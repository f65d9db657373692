//! # Painmine
//!
//! Mines online technical communities (Reddit, Hacker News) for
//! recurring user pain and turns it into a short, decision-ready list
//! of micro-product opportunities scored for a one-person founder.
//!
//! ## Architecture
//!
//! ```text
//! FETCH → FILTER → EXTRACT → EMBED → CLUSTER → ALIGN → MAP → SCORE → SHORTLIST
//!
//! 1. Sources pull posts + comments into one SQLite store
//! 2. A rule gate keeps pain-bearing posts with a deterministic score
//! 3. An LLM lifts structured pain events out of each kept post
//! 4. Each event gets a dense embedding
//! 5. Density clustering + LLM validation form workflow clusters
//! 6. An LLM matches clusters across sources into aligned problems
//! 7. Each cluster (real or aligned) maps to one micro-tool proposal
//! 8. LLM judgment + rule signals combine into a 0-10 viability score
//! 9. Hard filters, boosts and log scaling emit 3-5 candidates
//! ```
//!
//! Every stage is independently re-runnable: persistence is keyed and
//! idempotent, progress lives in status columns, and restarting at a
//! stage boundary is always safe.
//!
//! ## Quick Start
//!
//! ```rust,ignore
//! use painmine::{Pipeline, Stage, StageLimits, SqliteStore, OpenAiClient};
//! use painmine::sources::{HackerNewsSource, RedditSource};
//! use painmine::types::{PipelineConfig, SourceConfig};
//!
//! let store = SqliteStore::new("sqlite://painmine.db").await?;
//! let ai = OpenAiClient::from_env()?;
//! let mut pipeline = Pipeline::new(store, ai, PipelineConfig::default())
//!     .with_report_export();
//!
//! let reddit = RedditSource::from_env(1).await?;
//! pipeline.add_source(Box::new(reddit), SourceConfig::default());
//!
//! let results = pipeline.run(Stage::All, StageLimits::default(), false).await?;
//! ```
//!
//! ## Modules
//!
//! - [`traits`] - core abstractions (AI, community sources, storage)
//! - [`types`] - domain types, configuration, per-stage stats
//! - [`pipeline`] - the nine stages and the [`Pipeline`] facade
//! - [`stores`] - SQLite storage
//! - [`sources`] - Reddit and Hacker News clients
//! - [`ai`] - OpenAI-compatible client, retry and recovery plumbing
//! - [`report`] - Markdown/JSON shortlist artifacts
//! - [`testing`] - mock AI/source implementations and builders

pub mod ai;
pub mod error;
pub mod pipeline;
pub mod report;
pub mod sources;
pub mod stores;
pub mod testing;
pub mod traits;
pub mod types;

// Re-export the working surface at the crate root.
pub use ai::{OpenAiClient, TaskMapping};
pub use error::{MinerError, Result, SourceError};
pub use pipeline::{Pipeline, Stage, StageLimits};
pub use stores::SqliteStore;
pub use traits::{Ai, CommunitySource, ModelRole, Store};
pub use types::{PipelineConfig, RunResults, ShortlistReport};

━━━━━━━━

WORK TO COMPLETE:
The complete listing is to be repeated word for word.

TASK RESULT:
repository f65d9db657373692
//! # Painmine
//!
//! Mines online technical communities (Reddit, Hacker News) for
//! recurring user pain and turns it into a short, decision-ready list
//! of micro-product opportunities scored for a one-person founder.
//!
//! ## Architecture
//!
//! ```text
//! FETCH → FILTER → EXTRACT → EMBED → CLUSTER → ALIGN → MAP → SCORE → SHORTLIST
//!
//! 1. Sources pull posts + comments into one SQLite store
//! 2. A rule gate keeps pain-bearing posts with a deterministic score
//! 3. An LLM lifts structured pain events out of each kept post
//! 4. Each event gets a dense embedding
//! 5. Density clustering + LLM validation form workflow clusters
//! 6. An LLM matches clusters across sources into aligned problems
//! 7. Each cluster (real or aligned) maps to one micro-tool proposal
//! 8. LLM judgment + rule signals combine into a 0-10 viability score
//! 9. Hard filters, boosts and log scaling emit 3-5 candidates
//! ```
//!
//! Every stage is independently re-runnable: persistence is keyed and
//! idempotent, progress lives in status columns, and restarting at a
//! stage boundary is always safe.
//!
//! ## Quick Start
//!
//! ```rust,ignore
//! use painmine::{Pipeline, Stage, StageLimits, SqliteStore, OpenAiClient};
//! use painmine::sources::{HackerNewsSource, RedditSource};
//! use painmine::types::{PipelineConfig, SourceConfig};
//!
//! let store = SqliteStore::new("sqlite://painmine.db").await?;
//! let ai = OpenAiClient::from_env()?;
//! let mut pipeline = Pipeline::new(store, ai, PipelineConfig::default())
//!     .with_report_export();
//!
//! let reddit = RedditSource::from_env(1).await?;
//! pipeline.add_source(Box::new(reddit), SourceConfig::default());
//!
//! let results = pipeline.run(Stage::All, StageLimits::default(), false).await?;
//! ```
//!
//! ## Modules
//!
//! - [`traits`] - core abstractions (AI, community sources, storage)
//! - [`types`] - domain types, configuration, per-stage stats
//! - [`pipeline`] - the nine stages and the [`Pipeline`] facade
//! - [`stores`] - SQLite storage
//! - [`sources`] - Reddit and Hacker News clients
//! - [`ai`] - OpenAI-compatible client, retry and recovery plumbing
//! - [`report`] - Markdown/JSON shortlist artifacts
//! - [`testing`] - mock AI/source implementations and builders

pub mod ai;
pub mod error;
pub mod pipeline;
pub mod report;
pub mod sources;
pub mod stores;
pub mod testing;
pub mod traits;
pub mod types;

// Re-export the working surface at the crate root.
pub use ai::{OpenAiClient, TaskMapping};
pub use error::{MinerError, Result, SourceError};
pub use pipeline::{Pipeline, Stage, StageLimits};
pub use stores::SqliteStore;
pub use traits::{Ai, CommunitySource, ModelRole, Store};
pub use types::{PipelineConfig, RunResults, ShortlistReport};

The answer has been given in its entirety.